2026-03-19 14:45:25 ocid stats: secondary
2026-03-19 14:45:25 metadata url: http://169.254.169.254/opc/v2/identity/cert.pem
2026-03-19 14:45:25 metadata url: http://169.254.169.254/opc/v2/identity/key.pem
2026-03-19 14:45:25 metadata url: http://169.254.169.254/opc/v2/identity/intermediate.pem
2026-03-19 14:45:25 ocid api url: https://auth.sa-santiago-1.oraclecloud.com/v1/x509, ret: 400
2026-03-19 14:45:25 http response err: 400
{
"code" : "InvalidParameter",
"message" : "Invalid Certs"
}
2026-03-19 14:45:25 OCID failed to get metadata token


This pattern indicates that the failure is in OCI token generation/authentication, not in initial metadata access.


  • Check time synchronization.

Run:


execute time
diagnose sys ntp status


Healthy example:


synchronized: yes


Abnormal example:


synchronized: no
reachable(0xff)
no data


Time synchronization was healthy on the baseline member and unhealthy on the affected member in the analyzed case.
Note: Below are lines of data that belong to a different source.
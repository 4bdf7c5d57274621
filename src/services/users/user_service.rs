//! # 사용자 프로필 서비스
//!
//! 인증은 Clerk가 담당하므로 이 서비스는 계정이 아니라 **프로필**을 다룹니다.
//! Clerk 가입 직후 클라이언트가 `POST /api/users`로 프로필을 한 번 만들고,
//! 이후 모든 도메인 문서는 Clerk ID가 아닌 로컬 `User` ObjectId를 참조합니다.
//!
//! ## 팔로우 관계
//!
//! ```text
//!   alice.following ──► bob
//!   bob.followers   ──► alice
//! ```
//!
//! 팔로우/언팔로우는 두 문서를 모두 수정하고 각각 저장합니다.
//! 카운트 필드는 엔티티 메서드가 배열 길이와 맞춰 둡니다.

use std::sync::Arc;
use mongodb::bson::doc;
use singleton_macro::service;
use crate::{
    domain::{
        entities::users::user::User,
        dto::users::{
            CreateProfileRequest, UpdateProfileRequest,
            ProfileResponse, UserResponse, UserSummary, FollowResponse,
        },
    },
    repositories::{
        courses::course_repo::CourseRepository,
        users::user_repo::UserRepository,
    },
    core::errors::AppError,
};
use crate::domain::dto::common::{PaginatedResponse, PaginationQuery};
use crate::domain::dto::courses::CourseSummary;
use crate::domain::models::auth::AuthenticatedUser;
use crate::services::access::page_ids;
use crate::services::activity::ActivityService;
use crate::utils::id_utils::{parse_object_id, require_id};
use crate::utils::string_utils::clean_optional_string;

/// 사용자 프로필 / 팔로우 / 내 강좌 비즈니스 로직
#[service(name = "user")]
pub struct UserService {
    user_repo: Arc<UserRepository>,
    course_repo: Arc<CourseRepository>,
    activity_service: Arc<ActivityService>,
}

impl UserService {
    /// 내 프로필 생성
    ///
    /// 요청에 이메일이 없으면 세션 토큰의 이메일을 사용합니다. 둘 다 없으면 400.
    /// 역할은 토큰의 역할을 그대로 복사합니다.
    ///
    /// # Errors
    ///
    /// * `ConflictError` - 이미 프로필이 있거나 사용자명이 사용 중
    pub async fn create_profile(&self, auth: &AuthenticatedUser, request: CreateProfileRequest) -> Result<ProfileResponse, AppError> {
        let email = request.email
            .or_else(|| auth.email.clone())
            .ok_or_else(|| AppError::ValidationError("이메일이 필요합니다".to_string()))?;

        let mut user = User::new(
            auth.user_id.clone(),
            email,
            request.username,
            request.display_name.trim().to_string(),
        );
        user.bio = clean_optional_string(request.bio);
        user.avatar_url = clean_optional_string(request.avatar_url);
        user.roles = auth.roles.clone();

        let created = self.user_repo.create(user).await?;
        log::info!("👤 프로필 생성: {} ({})", created.username, created.clerk_id);

        self.activity_service
            .record(require_id(&created.id)?, "profile.create", "user", created.id)
            .await;

        Ok(ProfileResponse::from(created))
    }

    pub async fn get_me(&self, auth: &AuthenticatedUser) -> Result<ProfileResponse, AppError> {
        let me = self.user_repo.find_profile(&auth.user_id).await?;
        Ok(ProfileResponse::from(me))
    }

    /// 내 프로필 부분 수정. 보낸 필드만 바뀝니다.
    pub async fn update_me(&self, auth: &AuthenticatedUser, request: UpdateProfileRequest) -> Result<ProfileResponse, AppError> {
        let mut me = self.user_repo.find_profile(&auth.user_id).await?;

        if let Some(username) = request.username {
            if username != me.username {
                if self.user_repo.find_by_username(&username).await?.is_some() {
                    return Err(AppError::ConflictError("이미 사용 중인 사용자명입니다".to_string()));
                }
                me.username = username;
            }
        }
        if let Some(display_name) = request.display_name {
            me.display_name = display_name.trim().to_string();
        }
        if request.bio.is_some() {
            me.bio = clean_optional_string(request.bio);
        }
        if request.avatar_url.is_some() {
            me.avatar_url = clean_optional_string(request.avatar_url);
        }

        me.touch();
        self.user_repo.save(&me).await?;

        Ok(ProfileResponse::from(me))
    }

    /// 공개 프로필
    pub async fn get_public(&self, user_id: &str) -> Result<UserResponse, AppError> {
        let id = parse_object_id(user_id, "user_id")?;
        let user = self.user_repo.find_by_id(&id)
            .await?
            .ok_or_else(|| AppError::NotFound("사용자를 찾을 수 없습니다".to_string()))?;

        Ok(UserResponse::from(user))
    }

    /// 팔로우
    ///
    /// # Errors
    ///
    /// * `ValidationError` - 자기 자신
    /// * `NotFound` - 대상 사용자 없음
    /// * `ConflictError` - 이미 팔로우 중
    pub async fn follow(&self, auth: &AuthenticatedUser, target_id: &str) -> Result<FollowResponse, AppError> {
        let target_id = parse_object_id(target_id, "user_id")?;
        let mut me = self.user_repo.find_profile(&auth.user_id).await?;
        let my_id = require_id(&me.id)?;

        if my_id == target_id {
            return Err(AppError::ValidationError("자기 자신을 팔로우할 수 없습니다".to_string()));
        }

        let mut target = self.user_repo.find_by_id(&target_id)
            .await?
            .ok_or_else(|| AppError::NotFound("사용자를 찾을 수 없습니다".to_string()))?;

        if !me.follow(target_id) {
            return Err(AppError::ConflictError("이미 팔로우 중인 사용자입니다".to_string()));
        }
        target.add_follower(my_id);

        me.touch();
        target.touch();
        self.user_repo.save(&me).await?;
        self.user_repo.save(&target).await?;

        self.activity_service.record(my_id, "user.follow", "user", Some(target_id)).await;

        Ok(FollowResponse {
            following: true,
            followers_count: target.followers_count,
            following_count: me.following_count,
        })
    }

    /// 언팔로우. 팔로우 중이 아니면 400.
    pub async fn unfollow(&self, auth: &AuthenticatedUser, target_id: &str) -> Result<FollowResponse, AppError> {
        let target_id = parse_object_id(target_id, "user_id")?;
        let mut me = self.user_repo.find_profile(&auth.user_id).await?;
        let my_id = require_id(&me.id)?;

        if !me.unfollow(&target_id) {
            return Err(AppError::ValidationError("팔로우 중인 사용자가 아닙니다".to_string()));
        }
        me.touch();
        self.user_repo.save(&me).await?;

        // 대상이 이미 삭제됐어도 내 쪽 관계는 정리합니다.
        let followers_count = match self.user_repo.find_by_id(&target_id).await? {
            Some(mut target) => {
                target.remove_follower(&my_id);
                target.touch();
                self.user_repo.save(&target).await?;
                target.followers_count
            }
            None => 0,
        };

        self.activity_service.record(my_id, "user.unfollow", "user", Some(target_id)).await;

        Ok(FollowResponse {
            following: false,
            followers_count,
            following_count: me.following_count,
        })
    }

    pub async fn followers(&self, user_id: &str, page: &PaginationQuery) -> Result<PaginatedResponse<UserSummary>, AppError> {
        let user = self.load(user_id).await?;
        self.summaries(&user.followers, page).await
    }

    pub async fn following(&self, user_id: &str, page: &PaginationQuery) -> Result<PaginatedResponse<UserSummary>, AppError> {
        let user = self.load(user_id).await?;
        self.summaries(&user.following, page).await
    }

    /// 내가 수강 중인 강좌
    pub async fn my_courses(&self, auth: &AuthenticatedUser) -> Result<Vec<CourseSummary>, AppError> {
        let me = self.user_repo.find_profile(&auth.user_id).await?;
        let courses = self.course_repo.find_by_ids(&me.enrolled_courses).await?;

        Ok(courses.iter().map(CourseSummary::from).collect())
    }

    /// 관리자용 전체 사용자 목록 (가입 최신순)
    pub async fn list_users(&self, page: &PaginationQuery) -> Result<PaginatedResponse<UserResponse>, AppError> {
        let users = self.user_repo.list(doc! {}, page).await?;
        Ok(users.map(UserResponse::from))
    }

    async fn load(&self, user_id: &str) -> Result<User, AppError> {
        let id = parse_object_id(user_id, "user_id")?;
        self.user_repo.find_by_id(&id)
            .await?
            .ok_or_else(|| AppError::NotFound("사용자를 찾을 수 없습니다".to_string()))
    }

    /// 관계 배열 순서를 유지한 채 한 페이지를 요약으로 변환
    async fn summaries(&self, ids: &[mongodb::bson::oid::ObjectId], page: &PaginationQuery) -> Result<PaginatedResponse<UserSummary>, AppError> {
        let wanted = page_ids(ids, page);
        let users = self.user_repo.find_by_ids(&wanted).await?;

        let items = wanted
            .iter()
            .filter_map(|id| users.iter().find(|user| user.id.as_ref() == Some(id)))
            .map(UserSummary::from)
            .collect();

        Ok(PaginatedResponse::new(items, ids.len() as u64, page))
    }
}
This difference should be corrected, even though the strongest failure signature remained 'Invalid Certs' during X.509 token generation.


  • About RSA key file open error: /etc/cert/local/root_.key.


This message may appear during the failing flow:


rsa key file open error: /etc/cert/local/root_.key


This message should not be treated alone as the root cause.


Reason:

  • It appears during the failing token flow.

  • However, a missing or unreadable path by itself does not fully distinguish the failing member from the healthy authentication result.

  • The more reliable discriminator is the full sequence:

    • healthy member: active connector, active compartment, successful token refresh.

    • affected member: /v1/x509 returns Invalid Certs, followed by NotAuthenticated, followed by no active compartment.


This interpretation is consistent with the comparative analysis performed on the two cluster members.


  • Troubleshooting summary.


If all of the following are true:


diagnose test application ocid 6 -> succeeds.


  • OCI endpoints resolve correctly.


diagnose test application ocid 5 -> fails at /v1/x509 with Invalid Certs.401 NotAuthenticated -> follows.
diagnose test application ocid 3 -> reports no active compartment.
diagnose test application ocid 7 -> fails to refresh the token.


The most likely failure domain is:

OCI token generation / OCI metadata IAM authentication.


Rather than:

  • Connector syntax.

  • Missing metadata.

  • Tenant or compartment mismatch.

  • Or basic endpoint reachability.


That was the exact fault pattern observed on the affected member, while the healthy member kept the connector up and refreshed the token successfully.


  • Recommended next actions.


  • Capture the same 'ocid' debug flow on a healthy HA member for direct comparison.

  • Restart the ocid daemon and repeat token-related tests:


diagnose test application ocid 99
diagnose test application ocid 5
diagnose test application ocid 7


  • Correct NTP if the affected node is not synchronized.

  • Correlate the issue with OCI using the specific instance OCID of the affected node.

  • If HA failover testing is required, perform it only in a controlled maintenance window.